Instructions for the task:
Print the listing exactly, but only as far as the line containing "production REST endpoint.". The first line and that line are both included.

Material for this task:
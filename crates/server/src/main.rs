//! facematch server binary.
//!
//! Reads `.env`, loads configuration and serves until SIGTERM or Ctrl+C.

use server::ServerConfig;

fn main() -> anyhow::Result<()> {
    dotenvy::dotenv().ok();

    let config = ServerConfig::load()?;

    server::run(config)
}
use serde::{Deserialize, Serialize};
use std::path::PathBuf;

/// Default production REST endpoint.
pub const DEFAULT_FIRESTORE_URL: &str = "https://firestore.googleapis.com";

/// Default OAuth2 token endpoint for service accounts.
pub const DEFAULT_TOKEN_URI: &str = "https://oauth2.googleapis.com/token";

/// Connection settings for the Firestore record source.
///
/// Credentials come from exactly one place:
///
/// - [`credentials_path`](Self::credentials_path): a service-account JSON key file, or
/// - the decomposed fields (`project_id`, `private_key_id`, `private_key`,
///   `client_email`, `client_id`, `token_uri`), handy when secrets are
///   injected one env var at a time.
///
/// When [`emulator_host`](Self::emulator_host) is set only `project_id` is needed.
#[derive(Debug, Clone, Serialize, Deserialize, PartialEq)]
#[serde(default)]
pub struct FirestoreConfig {
    pub credentials_path: Option<PathBuf>,
    pub project_id: Option<String>,
    pub private_key_id: Option<String>,
    /// PEM-encoded RSA key. Literal `\n` sequences are unescaped on load.
    pub private_key: Option<String>,
    pub client_email: Option<String>,
    pub client_id: Option<String>,
    pub token_uri: Option<String>,
    /// `host:port` of a Firestore emulator; disables credential exchange.
    pub emulator_host: Option<String>,
    /// REST endpoint, overridable for tests and private deployments.
    pub base_url: String,
    /// Documents requested per page while listing a collection.
    pub page_size: u32,
    pub timeout_secs: u64,
    pub connect_timeout_secs: u64,
}

impl Default for FirestoreConfig {
    fn default() -> Self {
        Self {
            credentials_path: None,
            project_id: None,
            private_key_id: None,
            private_key: None,
            client_email: None,
            client_id: None,
            token_uri: None,
            emulator_host: None,
            base_url: DEFAULT_FIRESTORE_URL.into(),
            page_size: 300,
            timeout_secs: 30,
            connect_timeout_secs: 10,
        }
    }
}

impl FirestoreConfig {
    /// `true` if any decomposed credential field was supplied.
    pub fn has_inline_credentials(&self) -> bool {
        self.private_key.is_some() || self.client_email.is_some() || self.private_key_id.is_some()
    }
}
//! Service-account credential loading and validation.
//!
//! Credentials are resolved once at startup and validated eagerly: a missing
//! field or a private key that does not parse as RSA PEM is a startup error,
//! never a first-request surprise.

use std::fs;
use std::path::Path;

use jsonwebtoken::EncodingKey;
use serde::Deserialize;

use crate::config::{FirestoreConfig, DEFAULT_TOKEN_URI};
use crate::error::CredentialsError;

/// The subset of a Google service-account key facematch needs.
#[derive(Clone, Deserialize)]
pub struct ServiceAccountKey {
    pub project_id: String,
    #[serde(default)]
    pub private_key_id: Option<String>,
    pub private_key: String,
    pub client_email: String,
    #[serde(default)]
    pub client_id: Option<String>,
    #[serde(default = "default_token_uri")]
    pub token_uri: String,
}

// Keep the key material out of logs.
impl std::fmt::Debug for ServiceAccountKey {
    fn fmt(&self, f: &mut std::fmt::Formatter<'_>) -> std::fmt::Result {
        f.debug_struct("ServiceAccountKey")
            .field("project_id", &self.project_id)
            .field("private_key_id", &self.private_key_id)
            .field("private_key", &"<redacted>")
            .field("client_email", &self.client_email)
            .field("client_id", &self.client_id)
            .field("token_uri", &self.token_uri)
            .finish()
    }
}

fn default_token_uri() -> String {
    DEFAULT_TOKEN_URI.to_string()
}

impl ServiceAccountKey {
    /// Read a service-account JSON key file.
    pub fn from_file(path: &Path) -> Result<Self, CredentialsError> {
        let raw = fs::read_to_string(path).map_err(|source| CredentialsError::Io {
            path: path.display().to_string(),
            source,
        })?;
        let key: ServiceAccountKey = serde_json::from_str(&raw)?;
        key.validated()
    }

    /// Assemble a key from individually supplied fields.
    pub fn from_fields(cfg: &FirestoreConfig) -> Result<Self, CredentialsError> {
        let key = ServiceAccountKey {
            project_id: required(&cfg.project_id, "project_id")?,
            private_key_id: cfg.private_key_id.clone(),
            private_key: required(&cfg.private_key, "private_key")?,
            client_email: required(&cfg.client_email, "client_email")?,
            client_id: cfg.client_id.clone(),
            token_uri: cfg.token_uri.clone().unwrap_or_else(default_token_uri),
        };
        key.validated()
    }

    /// Parse the private key for RS256 signing.
    pub fn encoding_key(&self) -> Result<EncodingKey, CredentialsError> {
        EncodingKey::from_rsa_pem(self.private_key.as_bytes())
            .map_err(|e| CredentialsError::InvalidKey(e.to_string()))
    }

    fn validated(mut self) -> Result<Self, CredentialsError> {
        // Env vars and some secret stores flatten newlines to a literal "\n".
        if self.private_key.contains("\\n") {
            self.private_key = self.private_key.replace("\\n", "\n");
        }
        for (name, value) in [
            ("project_id", &self.project_id),
            ("private_key", &self.private_key),
            ("client_email", &self.client_email),
            ("token_uri", &self.token_uri),
        ] {
            if value.trim().is_empty() {
                return Err(CredentialsError::MissingField(name));
            }
        }
        self.encoding_key()?;
        Ok(self)
    }
}

fn required(value: &Option<String>, name: &'static str) -> Result<String, CredentialsError> {
    value
        .as_ref()
        .filter(|v| !v.trim().is_empty())
        .cloned()
        .ok_or(CredentialsError::MissingField(name))
}

/// Resolve credentials from `cfg`.
///
/// Returns `Ok(None)` only for emulator deployments without credentials.
pub fn resolve_credentials(cfg: &FirestoreConfig) -> Result<Option<ServiceAccountKey>, CredentialsError> {
    if let Some(path) = cfg.credentials_path.as_deref() {
        if cfg.has_inline_credentials() {
            return Err(CredentialsError::Ambiguous);
        }
        return ServiceAccountKey::from_file(path).map(Some);
    }
    if cfg.has_inline_credentials() {
        return ServiceAccountKey::from_fields(cfg).map(Some);
    }
    if cfg.emulator_host.is_some() {
        return Ok(None);
    }
    Err(CredentialsError::NotConfigured)
}
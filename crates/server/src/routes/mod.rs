//! API route handlers
//!
//! - `health`: liveness and Prometheus metrics
//! - `matching`: reference image upload and group matching

pub mod health;
pub mod matching;

use crate::error::ServerError;

/// Root greeting (GET /).
pub async fn hello() -> &'static str {
    "Hello, it's facematch"
}

/// Smoke-test endpoint (GET /api/test).
pub async fn api_test() -> &'static str {
    "Hello, World!"
}

/// 404 Not Found handler
///
/// Returns a standardized error response for undefined routes.
pub async fn not_found() -> ServerError {
    ServerError::NotFound
}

Result for this exercise:
filename crates/server/src/main.rs
//! facematch server binary.
//!
//! Reads `.env`, loads configuration and serves until SIGTERM or Ctrl+C.

use server::ServerConfig;

fn main() -> anyhow::Result<()> {
    dotenvy::dotenv().ok();

    let config = ServerConfig::load()?;

    server::run(config)
}
use serde::{Deserialize, Serialize};
use std::path::PathBuf;

/// Default production REST endpoint.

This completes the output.